Aussitôt dit aussitôt fait, le lendemain matin il prit le car pour la ville et alla acheter un âne, qu’il baptisa « Cadichon » parce qu’il avait lu la comtesse de Ségur quand il était enfant.
Ah là là, Monsieur le curé et son âne, tout le village ne parlait plus que de ça, il fallait les voir, joyeux, chevauchant de droite et de gauche, toujours en vadrouille, et le soir, les voisins pouvaient entendre le saint homme chanter à tue-tête dans l’étable pendant qu’il pansait son Cadichon.
Cela durât quelques temps, mais au bout d’un mois ou deux, alors qu’il était justement en train de cirer les sabots de sa monture, monsieur le curé reçut la visite du Raymond, un brave garçon de vigneron.
« Dites, monsieur le curé, demain matin, vous en avez besoin de votre âne ? »
« Tu sais bien, que le mardi, je reçois à confesse jusqu’à l’heure du repas, pourquoi tu me demandes ça ? »
« Ben voilà, faut que je vous dise, il faudrait que je désherbe ma petite vigne, je peux pas la faire avec le cheval parce que les rangées sont trop étroites, d’habitude, je la fais à la main, avec la binette, mais ça me prend du temps et j’ai beaucoup à faire, si vous me prêtiez votre âne, j’y attellerai un petit griffon, la matinée me suffirait et …… »
« Pas de soucis, Raymond, tu peux le prendre demain et chaque fois que tu en auras besoin »
« Oh merci Monsieur le Curé, je vous garderai un petit tonneau de vin de cette vigne, vous direz des nouvelles »
Quelques jours plus tard, ce fut le tour de la Germaine
« Monsieur le Curé, je dois aller demain à la ville vendre mes œufs et quelques canards, mais j’ai cassé la chaîne du vélo, ça m’ennuie de prendre le car parce que… »
« Allons, allons Germaine, je te comprends, tu as besoin de Cadichon, prends le, et puis tu n’as plus l’âge de pédaler, le jeudi j’irai voir nos prisonniers à pied, ça me fera de l’exercice »
« Alors je peux le prendre demain ? »
« Demain et chaque fois que tu devras aller au marché »
Après la Germaine ce fut le tour de Gustave, l’aubergiste, qui devait ramener un fut de vin de la cave coopérative, puis il y eut le Julien, dont l’ânesse venait de mettre bas, et qui ne savait qui atteler à son charreton pour aller au bois, ensuite ce fut Augustine, qui s’occupait du patronage, « Si vous me prêtiez votre Cadichon, cela ferai venir les enfants »

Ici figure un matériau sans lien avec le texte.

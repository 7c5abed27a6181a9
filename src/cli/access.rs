use anyhow::{Result, bail};
use serde_json::{Value, json};

use super::{GlobalArgs, flag_value, open_engine, parse_id, print_json};
use crate::core::acl::{AclRole, AclTarget, Member};
use crate::core::terminal::{print_error, print_success};

pub async fn run_user_command(global: &GlobalArgs) -> Result<()> {
    let args = &global.command;
    match args.get(1).map(String::as_str) {
        Some("add") | Some("create") => {
            let Some(username) = args.get(2) else {
                bail!("user add needs a name");
            };
            let engine = open_engine(global).await?;
            let id = engine.store().create_user(username).await?;
            print_success(&format!("User '{}' created.", username));
            print_json(&json!({ "id": id, "username": username }))
        }
        _ => {
            print_error("Unknown or missing user command. Expected: add");
            bail!("unknown user command")
        }
    }
}

pub async fn run_group_command(global: &GlobalArgs) -> Result<()> {
    let args = &global.command;
    let sub_cmd = args.get(1).map(String::as_str).unwrap_or("");
    match sub_cmd {
        "add" | "create" => {
            let Some(name) = args.get(2) else {
                bail!("group add needs a name");
            };
            let engine = open_engine(global).await?;
            let id = engine.store().create_group(name).await?;
            print_success(&format!("Group '{}' created.", name));
            print_json(&json!({ "id": id, "name": name }))
        }
        "member" => {
            let group_id = parse_id(args.get(2).cloned(), "group")?;
            let user_id = parse_id(args.get(3).cloned(), "user")?;
            let engine = open_engine(global).await?;
            engine.store().add_group_member(group_id, user_id).await?;
            print_json(&engine.store().group_members(group_id).await?)
        }
        "members" => {
            let group_id = parse_id(args.get(2).cloned(), "group")?;
            let engine = open_engine(global).await?;
            print_json(&engine.store().group_members(group_id).await?)
        }
        _ => {
            print_error("Unknown or missing group command. Expected: add, member, members");
            bail!("unknown group command '{}'", sub_cmd)
        }
    }
}

/// `--template ID` or `--task ID`.
pub(crate) fn parse_target(args: &[String], start: usize) -> Result<AclTarget> {
    let template = flag_value(args, start, &["--template"]);
    let task = flag_value(args, start, &["--task"]);
    match (template, task) {
        (Some(id), None) => Ok(AclTarget::template(parse_id(Some(id), "template")?)),
        (None, Some(id)) => Ok(AclTarget::periodic_task(parse_id(Some(id), "task")?)),
        (Some(_), Some(_)) => bail!("pass only one of --template or --task"),
        (None, None) => bail!("a target is required: --template ID or --task ID"),
    }
}

/// `--user ID` or `--group ID`; a permission has exactly one owner.
pub(crate) fn parse_member(args: &[String], start: usize) -> Result<Member> {
    let user = flag_value(args, start, &["--user"]);
    let group = flag_value(args, start, &["--group", "--team"]);
    match (user, group) {
        (Some(id), None) => Ok(Member::User(parse_id(Some(id), "user")?)),
        (None, Some(id)) => Ok(Member::Group(parse_id(Some(id), "group")?)),
        (Some(_), Some(_)) => bail!("a permission belongs to a user or a group, not both"),
        (None, None) => bail!("an owner is required: --user ID or --group ID"),
    }
}

pub async fn run_acl_command(global: &GlobalArgs) -> Result<()> {
    let args = &global.command;
    let sub_cmd = args.get(1).map(String::as_str).unwrap_or("");
    match sub_cmd {
        "grant" | "add" => {
            let target = parse_target(args, 2)?;
            let member = parse_member(args, 2)?;
            let role = match flag_value(args, 2, &["--role"]) {
                Some(role) => AclRole::parse(&role)?,
                None => AclRole::Executor,
            };
            let engine = open_engine(global).await?;
            let permission = engine.grant(target, member, role).await?;
            print_json(&permission.to_json())
        }
        "revoke" | "rm" => {
            let id = parse_id(args.get(2).cloned(), "permission")?;
            let engine = open_engine(global).await?;
            engine.revoke(id).await?;
            print_success(&format!("Permission {} revoked.", id));
            print_json(&json!({ "id": id, "deleted": true }))
        }
        "list" | "ls" => {
            let target = parse_target(args, 2)?;
            let engine = open_engine(global).await?;
            let permissions: Vec<Value> = engine
                .permissions(target)
                .await?
                .iter()
                .map(|permission| permission.to_json())
                .collect();
            print_json(&permissions)
        }
        _ => {
            print_error("Unknown or missing acl command. Expected: grant, revoke, list");
            bail!("unknown acl command '{}'", sub_cmd)
        }
    }
}

#[cfg(test)]
mod tests {
    use super::{parse_member, parse_target};
    use crate::core::acl::{AclTarget, Member};

    fn argv(words: &[&str]) -> Vec<String> {
        words.iter().map(|w| w.to_string()).collect()
    }

    #[test]
    fn member_needs_exactly_one_owner() {
        let user = argv(&["acl", "grant", "--user", "3"]);
        assert_eq!(parse_member(&user, 2).unwrap(), Member::User(3));
        let team = argv(&["acl", "grant", "--team", "9"]);
        assert_eq!(parse_member(&team, 2).unwrap(), Member::Group(9));

        assert!(parse_member(&argv(&["acl", "grant", "--user", "1", "--group", "2"]), 2).is_err());
        assert!(parse_member(&argv(&["acl", "grant"]), 2).is_err());
    }

    #[test]
    fn target_is_a_template_or_a_task() {
        let args = argv(&["acl", "list", "--task", "5"]);
        assert_eq!(parse_target(&args, 2).unwrap(), AclTarget::periodic_task(5));
        let args = argv(&["acl", "list", "--template", "2"]);
        assert_eq!(parse_target(&args, 2).unwrap(), AclTarget::template(2));
        assert!(parse_target(&argv(&["acl", "list"]), 2).is_err());
    }
}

Tout ça pour dire d’au bout de quelques temps, le malheureux animal rendait service à tout le village sauf à Monsieur le Curé. Il avait bien essayé de faire ses visites le soir, quand la pauvre bête n’était pas prise ailleurs, mais elle était tellement fatiguée qu’il n’osait pas lui demander cela. Il avait repris ses tournées à pied, traînait la jambe de plus en plus, peinant dans les montées, reprenant son souffle de plus en plus souvent, finissant de plus en plus tard, si bien, qu’il ne disposait que de peu de temps pour soigner Cadichon, c’était même devenu une corvée, il ne chantait même plus.
Un soir, en sortant de l’étable, il aperçu Monsieur le maire assis sur le pas du presbytère. Il en fut un peu surpris, car ils se fréquentaient peu, n’ayant pas tout à fait les mêmes idées. De plus, comme nous sommes dans les années 50, ils ne pouvaient pas s'empêcher de se la jouer façon Pepone et Don Camillo.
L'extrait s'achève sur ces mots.